El juzgado se presentó en el lugar nada más tener noticia del suceso. El reo confesó el crimen de inmediato. «¿Hubiera llegado el lance a tan doloroso extremo si el novicio de Valladolid no hubiera tenido la navaja en su poder?», se preguntaba el periodista, al tiempo que otros rotativos no tardaban en salir en defensa del convento pucelano, herido en su imagen por lo ocurrido:

«El suceso causó honda sensación entre los reverendos padres del famoso convento de filipinos, pero de ningún modo afecta a la reputación de este colegio, que desde el año 1743 en que se fundó por concesión de Felipe V, ha venido prestando inmensos servicios, educando a millares de jóvenes que han sido y son los ilustrados misioneros que han expuesto en ocasiones hasta sus vidas para enseñar a los indios la religión católica y conservar en aquellas islas la pureza del culto y el amor a nuestros soberanos».

Para añadir más mordiente al asunto, en agosto se supo que el abogado defensor de Antonio de la Cuesta sería el famoso catedrático y ex ministro republicano José Muro, que habría de vérselas con el fiscal García Valladolid. No había acusación privada.

La lógica acompañaba todas y cada una de las aseveraciones del fiscal, para quien la reyerta, nacida simplemente de un ataque de rabia y saldada con la muerte del profeso zamorano, debía ser calificada como homicidio; solicitaba una pena de doce años y un día de presidio más la indemnización correspondiente a la madre del finado.

Mucho más rocambolesca resultó la interpretación de la defensa. Aducía Muro -y difundían por doquier los rotativos clericales- que Antonio de la Cuesta, natural de Los Balbases, en la provincia de Burgos, siempre se había caracterizado por su «conducta ejemplar» y su «carácter dulce y respetuoso», en modo alguno ofensivo.

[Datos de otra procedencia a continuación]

use std::collections::HashMap;

use crate::CrowdAgentId;

/// A uniform grid on the xz-plane used to find nearby agents.
#[derive(Debug, Clone)]
pub struct ProximityGrid {
    inv_cell_size: f32,
    cells: HashMap<(i32, i32), Vec<CrowdAgentId>>,
}

impl ProximityGrid {
    /// Creates an empty grid with square cells of `cell_size`.
    pub fn new(cell_size: f32) -> Self {
        Self {
            inv_cell_size: 1.0 / cell_size.max(f32::EPSILON),
            cells: HashMap::new(),
        }
    }

    /// Removes every item.
    pub fn clear(&mut self) {
        self.cells.values_mut().for_each(Vec::clear);
    }

    fn cell_range(&self, min_x: f32, min_z: f32, max_x: f32, max_z: f32) -> (i32, i32, i32, i32) {
        (
            (min_x * self.inv_cell_size).floor() as i32,
            (min_z * self.inv_cell_size).floor() as i32,
            (max_x * self.inv_cell_size).floor() as i32,
            (max_z * self.inv_cell_size).floor() as i32,
        )
    }

    /// Adds `id` to every cell overlapping the rectangle.
    pub fn add_item(&mut self, id: CrowdAgentId, min_x: f32, min_z: f32, max_x: f32, max_z: f32) {
        let (x0, z0, x1, z1) = self.cell_range(min_x, min_z, max_x, max_z);
        for z in z0..=z1 {
            for x in x0..=x1 {
                self.cells.entry((x, z)).or_default().push(id);
            }
        }
    }

    /// Returns the distinct items in the cells overlapping the rectangle, at most `max_items`.
    pub fn query_items(
        &self,
        min_x: f32,
        min_z: f32,
        max_x: f32,
        max_z: f32,
        max_items: usize,
    ) -> Vec<CrowdAgentId> {
        let (x0, z0, x1, z1) = self.cell_range(min_x, min_z, max_x, max_z);
        let mut items = Vec::new();
        for z in z0..=z1 {
            for x in x0..=x1 {
                let Some(cell) = self.cells.get(&(x, z)) else {
                    continue;
                };
                for &id in cell {
                    if items.len() >= max_items {
                        return items;
                    }
                    if !items.contains(&id) {
                        items.push(id);
                    }
                }
            }
        }
        items
    }
}

#[cfg(test)]
mod tests {
    use slotmap::SlotMap;

    use super::*;

    #[test]
    fn items_are_found_once() {
        let mut keys = SlotMap::<CrowdAgentId, ()>::with_key();
        let a = keys.insert(());
        let b = keys.insert(());
        let mut grid = ProximityGrid::new(1.0);
        // Spans four cells.
        grid.add_item(a, -0.5, -0.5, 0.5, 0.5);
        grid.add_item(b, 10.0, 10.0, 10.5, 10.5);

        assert_eq!(grid.query_items(-1.0, -1.0, 1.0, 1.0, 8), vec![a]);
        assert!(grid.query_items(3.0, 3.0, 4.0, 4.0, 8).is_empty());

        grid.clear();
        assert!(grid.query_items(-1.0, -1.0, 1.0, 1.0, 8).is_empty());
    }
}
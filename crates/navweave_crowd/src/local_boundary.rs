//! The wall segments near an agent, refreshed as it moves.

use glam::Vec3A;
use navweave_tiles::{NavmeshQuery, PolyRef, QueryFilter, geometry::distance_pt_seg_sqr_2d};

const MAX_LOCAL_SEGMENTS: usize = 8;
const MAX_LOCAL_POLYS: usize = 16;

/// A wall segment near an agent.
#[derive(Debug, Clone, Copy, PartialEq)]
pub struct BoundarySegment {
    /// The end points of the wall.
    pub segment: [Vec3A; 2],
    /// Squared distance from the boundary center on the xz-plane.
    pub distance_squared: f32,
}

/// The closest navmesh walls around an agent, used for obstacle avoidance.
#[derive(Debug, Clone, PartialEq)]
pub struct LocalBoundary {
    center: Vec3A,
    segments: Vec<BoundarySegment>,
    polys: Vec<PolyRef>,
}

impl Default for LocalBoundary {
    fn default() -> Self {
        Self {
            center: Vec3A::splat(f32::MAX),
            segments: Vec::new(),
            polys: Vec::new(),
        }
    }
}

impl LocalBoundary {
    /// Forgets every segment, forcing the next update.
    pub fn reset(&mut self) {
        *self = Self::default();
    }

    /// The position the boundary was collected around.
    #[inline]
    pub fn center(&self) -> Vec3A {
        self.center
    }

    /// The wall segments, closest first.
    #[inline]
    pub fn segments(&self) -> &[BoundarySegment] {
        &self.segments
    }

    /// Collects the walls of the polygons within `collision_query_range` of `position`.
    pub fn update(
        &mut self,
        poly: Option<PolyRef>,
        position: Vec3A,
        collision_query_range: f32,
        query: &NavmeshQuery,
        filter: &QueryFilter,
    ) {
        let Some(poly) = poly else {
            self.reset();
            return;
        };
        self.center = position;
        self.segments.clear();
        self.polys = query
            .find_local_neighbourhood(poly, position, collision_query_range, filter, MAX_LOCAL_POLYS)
            .map(|polys| polys.into_iter().map(|(poly, _)| poly).collect())
            .unwrap_or_default();

        let range_squared = collision_query_range * collision_query_range;
        for &poly in &self.polys {
            let Ok(walls) = query.poly_wall_segments(poly, filter) else {
                continue;
            };
            for segment in walls {
                let (distance_squared, _) = distance_pt_seg_sqr_2d(position, segment[0], segment[1]);
                if distance_squared > range_squared {
                    continue;
                }
                insert_segment(
                    &mut self.segments,
                    BoundarySegment {
                        segment,
                        distance_squared,
                    },
                );
            }
        }
    }

    /// Returns `true` if every polygon the boundary was collected from is still valid.
    pub fn is_valid(&self, query: &NavmeshQuery, filter: &QueryFilter) -> bool {
        !self.polys.is_empty()
            && self
                .polys
                .iter()
                .all(|&poly| query.is_valid_poly_ref(poly, filter))
    }
}

/// Inserts `segment` sorted by distance, keeping only the closest ones.
fn insert_segment(segments: &mut Vec<BoundarySegment>, segment: BoundarySegment) {
    let index = segments.partition_point(|s| s.distance_squared < segment.distance_squared);
    if index >= MAX_LOCAL_SEGMENTS {
        return;
    }
    segments.insert(index, segment);
    segments.truncate(MAX_LOCAL_SEGMENTS);
}

#[cfg(test)]
mod tests {
    use super::*;

    #[test]
    fn only_the_closest_segments_are_kept() {
        let mut segments = Vec::new();
        for i in (0..12).rev() {
            insert_segment(
                &mut segments,
                BoundarySegment {
                    segment: [Vec3A::ZERO, Vec3A::X],
                    distance_squared: i as f32,
                },
            );
        }
        assert_eq!(segments.len(), MAX_LOCAL_SEGMENTS);
        let distances: Vec<f32> = segments.iter().map(|s| s.distance_squared).collect();
        assert_eq!(distances, vec![0.0, 1.0, 2.0, 3.0, 4.0, 5.0, 6.0, 7.0]);
    }

    #[test]
    fn reset_boundary_is_invalid() {
        let boundary = LocalBoundary::default();
        assert!(boundary.segments().is_empty());
        assert_eq!(boundary.center(), Vec3A::splat(f32::MAX));
    }
}
//! Tiled navmesh storage for `navweave`.
//!
//! Tiles baked by [`navweave::build_tile`] are turned into [`TileBlob`]s by the
//! [`TileAssembler`], inserted into a [`NavmeshStore`], and queried through a [`NavmeshQuery`].
//! Polygons on the borders of neighboring tiles are linked automatically, so paths cross tile
//! borders seamlessly.

mod assembler;
mod math;
mod params;
pub mod persist;
mod poly_ref;
pub mod query;
mod store;
mod tile_data;

pub use assembler::TileAssembler;
pub use params::{NavmeshParams, NavmeshParamsError};
pub use persist::{PersistError, PersistedNavmesh, load_navmesh, save_navmesh};
pub use poly_ref::{PolyRef, RefEncoding, TileCoord, TileRef};
pub use query::{
    NavmeshQuery, PolyFlags, PolyPath, QueryError, QueryFilter, RaycastHit, StraightPathFlags,
    StraightPathPoint, SurfaceMove,
};
pub use store::{INTERNAL_LINK_SIDE, Link, MeshTile, NavmeshStore};
pub use tile_data::{
    DetailSubMesh, DetailTriangle, EXT_LINK, TileBlob, TileData, TileError, TileHeader,
    TilePolygon,
};

/// Geometry helpers shared with the crowd simulation.
pub mod geometry {
    pub use crate::math::{
        SegmentPolyIntersection, distance_pt_seg_sqr_2d, intersect_segment_poly_2d,
        point_in_polygon, tri_area_2d, v_equal,
    };
}
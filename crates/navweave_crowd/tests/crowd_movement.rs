use glam::Vec3A;
use navweave::{AreaType, NavmeshConfigBuilder, TriMesh, build_tile};
use navweave_crowd::{AgentState, Crowd, CrowdAgentParams, CrowdError, MoveRequestState};
use navweave_tiles::{
    NavmeshParams, NavmeshQuery, NavmeshStore, QueryFilter, TileAssembler, TileCoord,
};

const DT: f32 = 1.0 / 30.0;

/// A single tile navmesh over a `size` x `size` plane.
fn plane_store(size: f32) -> NavmeshStore {
    let mut trimesh = TriMesh::default();
    let a = Vec3A::new(0.0, 0.0, 0.0);
    let b = Vec3A::new(0.0, 0.0, size);
    let c = Vec3A::new(size, 0.0, size);
    let d = Vec3A::new(size, 0.0, 0.0);
    trimesh.push_triangle([a, b, c], AreaType::DEFAULT_WALKABLE);
    trimesh.push_triangle([a, c, d], AreaType::DEFAULT_WALKABLE);

    let config = NavmeshConfigBuilder::default().build();
    let mut world = trimesh.compute_aabb().unwrap();
    world.min.y -= 1.0;
    world.max.y += 1.0;
    assert_eq!(config.tile_count(&world), (1, 1));

    let params = NavmeshParams::for_tile_grid(world.min, config.tile_stride(), 1, 1);
    let mut store = NavmeshStore::new(params).unwrap();
    let output = build_tile(&trimesh, &config, config.tile_bounds(&world, 0, 0), false).unwrap();
    let blob = TileAssembler::from_config(&config)
        .assemble(&output, TileCoord::new(0, 0))
        .unwrap()
        .unwrap();
    store.add_tile(blob).unwrap();
    store
}

fn distance_2d(a: Vec3A, b: Vec3A) -> f32 {
    let d = a - b;
    (d.x * d.x + d.z * d.z).sqrt()
}

#[test]
fn agent_walks_to_its_target() {
    let store = plane_store(20.0);
    let mut crowd = Crowd::new(8, 2.0);
    let params = CrowdAgentParams {
        max_speed: 3.0,
        ..CrowdAgentParams::for_agent(0.5, 2.0)
    };
    let id = crowd
        .add_agent(Vec3A::new(3.0, 0.0, 3.0), params, &store)
        .unwrap();
    assert_eq!(crowd.agent(id).unwrap().state(), AgentState::Walking);

    let query = NavmeshQuery::new(&store);
    let (poly, target) = query
        .find_nearest_poly(
            Vec3A::new(15.0, 0.0, 12.0),
            Vec3A::new(1.0, 2.0, 1.0),
            &QueryFilter::default(),
        )
        .unwrap();
    crowd.request_move_target(id, poly, target).unwrap();

    crowd.update(DT, &store);
    let agent = crowd.agent(id).unwrap();
    assert_eq!(agent.target_state(), MoveRequestState::Valid);
    assert!(!agent.corners().is_empty());
    assert!(agent.velocity().length() > 0.0);

    let mut frames = 0;
    while !crowd.agent(id).unwrap().corners().is_empty() {
        crowd.update(DT, &store);
        frames += 1;
        assert!(frames < 1200, "agent did not arrive");
    }
    let agent = crowd.agent(id).unwrap();
    assert!(distance_2d(agent.position(), target) < 0.05);
    assert!(!agent.is_partial());
}

#[test]
fn overlapping_agents_are_pushed_apart() {
    let store = plane_store(20.0);
    let mut crowd = Crowd::new(8, 2.0);
    let params = CrowdAgentParams::for_agent(0.5, 2.0);
    let a = crowd
        .add_agent(Vec3A::new(10.0, 0.0, 10.0), params, &store)
        .unwrap();
    let b = crowd
        .add_agent(Vec3A::new(10.2, 0.0, 10.0), params, &store)
        .unwrap();

    crowd.update(DT, &store);

    let a = crowd.agent(a).unwrap();
    let b = crowd.agent(b).unwrap();
    assert_eq!(a.neighbours().len(), 1);
    assert!(distance_2d(a.position(), b.position()) > 0.9);
    assert!(a.position().x < 10.0);
    assert!(b.position().x > 10.2);
}

#[test]
fn removed_tiles_invalidate_agents_until_they_return() {
    let mut store = plane_store(20.0);
    let mut crowd = Crowd::new(8, 2.0);
    let id = crowd
        .add_agent(
            Vec3A::new(5.0, 0.0, 5.0),
            CrowdAgentParams::default(),
            &store,
        )
        .unwrap();

    let blob = store.remove_tile(TileCoord::new(0, 0)).unwrap();
    crowd.update(DT, &store);
    assert_eq!(crowd.agent(id).unwrap().state(), AgentState::Invalid);

    store.add_tile(blob).unwrap();
    crowd.update(DT, &store);
    let agent = crowd.agent(id).unwrap();
    assert_eq!(agent.state(), AgentState::Walking);
    assert!(agent.corridor().first_poly().is_some());
}

#[test]
fn full_crowd_rejects_agents() {
    let store = plane_store(10.0);
    let mut crowd = Crowd::new(2, 2.0);
    let params = CrowdAgentParams::default();
    crowd
        .add_agent(Vec3A::new(2.0, 0.0, 2.0), params, &store)
        .unwrap();
    crowd
        .add_agent(Vec3A::new(5.0, 0.0, 5.0), params, &store)
        .unwrap();
    assert_eq!(
        crowd.add_agent(Vec3A::new(8.0, 0.0, 8.0), params, &store),
        Err(CrowdError::Full { capacity: 2 })
    );
    assert_eq!(crowd.agent_count(), 2);
}
impl ContourSet {
    /// Builds a polygon mesh from the contours.
    ///
    /// Each contour is triangulated, the triangles are greedily merged into convex polygons of at
    /// most `max_vertices_per_polygon` vertices, and vertices marked as tile border vertices are
    /// removed where possible.
    pub fn into_polygon_mesh(
        self,
        max_vertices_per_polygon: u16,
    ) -> Result<PolygonNavmesh, PolygonMeshError> {
        let nvp = max_vertices_per_polygon as usize;
        if nvp < 3 {
            return Err(PolygonMeshError::TooFewVerticesPerPolygon(max_vertices_per_polygon));
        }

        let mut max_vertices = 0;
        let mut max_triangles = 0;
        for contour in &self.contours {
            if contour.vertices.len() < 3 {
                continue;
            }
            max_vertices += contour.vertices.len();
            max_triangles += contour.vertices.len() - 2;
        }
        if max_vertices >= 0xfffe {
            return Err(PolygonMeshError::TooManyVertices(max_vertices));
        }

        let mut mesh = MeshBuilder {
            vertices: Vec::with_capacity(max_vertices),
            buckets: HashMap::new(),
            polygons: Vec::new(),
            nvp,
            max_polygons: max_triangles,
        };
        let mut remove_flags = vec![false; max_vertices];

        for contour in &self.contours {
            if contour.vertices.len() < 3 {
                continue;
            }

            let positions: Vec<IVec2> = contour
                .vertices
                .iter()
                .map(|v| IVec2::new(v.position.x, v.position.z))
                .collect();
            let mut indices: Vec<u32> = (0..positions.len() as u32).collect();
            let mut triangles = Vec::with_capacity(positions.len());
            if !triangulate(&positions, &mut indices, &mut triangles) {
                warn!(region = contour.region.bits(), "bad contour triangulation");
            }

            // Add and merge vertices.
            let welded: Vec<u16> = contour
                .vertices
                .iter()
                .map(|vertex| {
                    let index = mesh.add_vertex(vertex.position.x as u16, vertex.position.y as u16, vertex.position.z as u16);
                    if vertex.flags.contains(RegionVertexId::BORDER_VERTEX) {
                        remove_flags[index as usize] = true;
                    }
                    index
                })
                .collect();

            let mut polys: Vec<Vec<u16>> = triangles
                .iter()
                .filter(|t| t[0] != t[1] && t[0] != t[2] && t[1] != t[2])
                .map(|t| vec![welded[t[0] as usize], welded[t[1] as usize], welded[t[2] as usize]])
                .collect();
            if polys.is_empty() {
                continue;
            }
            merge_polygons(&mut polys, &mesh.vertices, nvp, None);

            for poly in polys {
                mesh.polygons.push(MeshPolygon {
                    vertices: poly,
                    region: contour.region,
                    area: contour.area,
                });
                if mesh.polygons.len() > mesh.max_polygons {
                    return Err(PolygonMeshError::TooManyPolygons(mesh.polygons.len()));
                }
            }
        }

        // Remove edge vertices.
        let mut i = 0;
        while i < mesh.vertices.len() {
            if remove_flags[i] && mesh.can_remove_vertex(i as u16) {
                mesh.remove_vertex(i as u16)?;
                remove_flags.remove(i);
                continue;
            }
            i += 1;
        }

        if mesh.vertices.len() > 0xffff {
            return Err(PolygonMeshError::TooManyVertices(mesh.vertices.len()));
        }
        if mesh.polygons.len() > 0xffff {
            return Err(PolygonMeshError::TooManyPolygons(mesh.polygons.len()));
        }

        // Flatten into the strided layout.
        let polygon_count = mesh.polygons.len();
        let mut polygons = vec![RC_MESH_NULL_IDX; polygon_count * nvp * 2];
        let mut regions = Vec::with_capacity(polygon_count);
        let mut areas = Vec::with_capacity(polygon_count);
        for (i, polygon) in mesh.polygons.iter().enumerate() {
            polygons[i * nvp * 2..i * nvp * 2 + polygon.vertices.len()].copy_from_slice(&polygon.vertices);
            regions.push(polygon.region);
            areas.push(polygon.area);
        }
        build_mesh_adjacency(&mut polygons, polygon_count, mesh.vertices.len(), nvp);

        let mut navmesh = PolygonNavmesh {
            vertices: mesh.vertices,
            polygons,
            regions,
            flags: vec![0; polygon_count],
            areas,
            max_vertices_per_polygon: nvp,
            aabb: self.aabb,
            cell_size: self.cell_size,
            cell_height: self.cell_height,
            border_size: self.border_size,
            max_edge_error: self.max_error,
        };
        if self.border_size > 0 {
            navmesh.tag_portal_edges(self.width, self.height);
        }
        Ok(navmesh)
    }
}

Empeñado en cargar las tintas sobre el carácter fortuito del triste suceso, presentó al acusado, a la una de la tarde, es decir, «a la hora del silencio», reflexionando en «los lugares escusados del convento» con una navajita en la mano derecha. ¿Para qué? Muy simple: con ella «iba cortando un palo, pues trataba de hacer un aparato para resolver el problema del movimiento continuo».

En esas estaba cuando se topó con Mariano, que salía al mismo tiempo del mismo lugar; al principio, siempre según la versión de Cuesta, la falta de luz les impidió reconocerse. Hasta que cruzaron unas breves palabras y cayeron en la cuenta.

Entonces ocurrió lo inexplicable. Al acusado no se le ocurrió manera menos verosímil de justificar el asesinato que achacarlo a la manera de despedirse: «Coincidiendo el saludo con la inclinación del cuerpo, que, según costumbre conventual, hizo al despedirse Mariano, penetró en el pecho la hoja de la navaja y cayó para no levantarse más».

Al ruido de la caída acudieron varios padres y colegiales. Fernández Nalda yacía sobre su propio charco de sangre. «Cuesta pedía que lo mataran, revelando gran perturbación y agudísima pena», seguía el defensor; «abrazado al cadáver de su hermano, besó su inocente sangre, hasta que fue retirado de aquel sitio y conducido a la cárcel de Chancillería, donde fue presa de la mayor agitación, de insomnio y de llantos interminables».

En resumidas cuentas, Antonio de la Cuesta atribuía el suceso «a la fatalidad, a la inclinación de su compañero al despedirse y a otras varias circunstancias, no a intención criminal».

Como era de esperar, el jurado no creyó una palabra del acusado. Siguiendo las teorías del fiscal, el 13 de julio de 1883, Antonio de la Cuesta Sainz fue condenado por homicidio a doce años y un día de prisión y a pagar una indemnización de 2.000 pesetas a la madre de Mariano Fernández Nalda.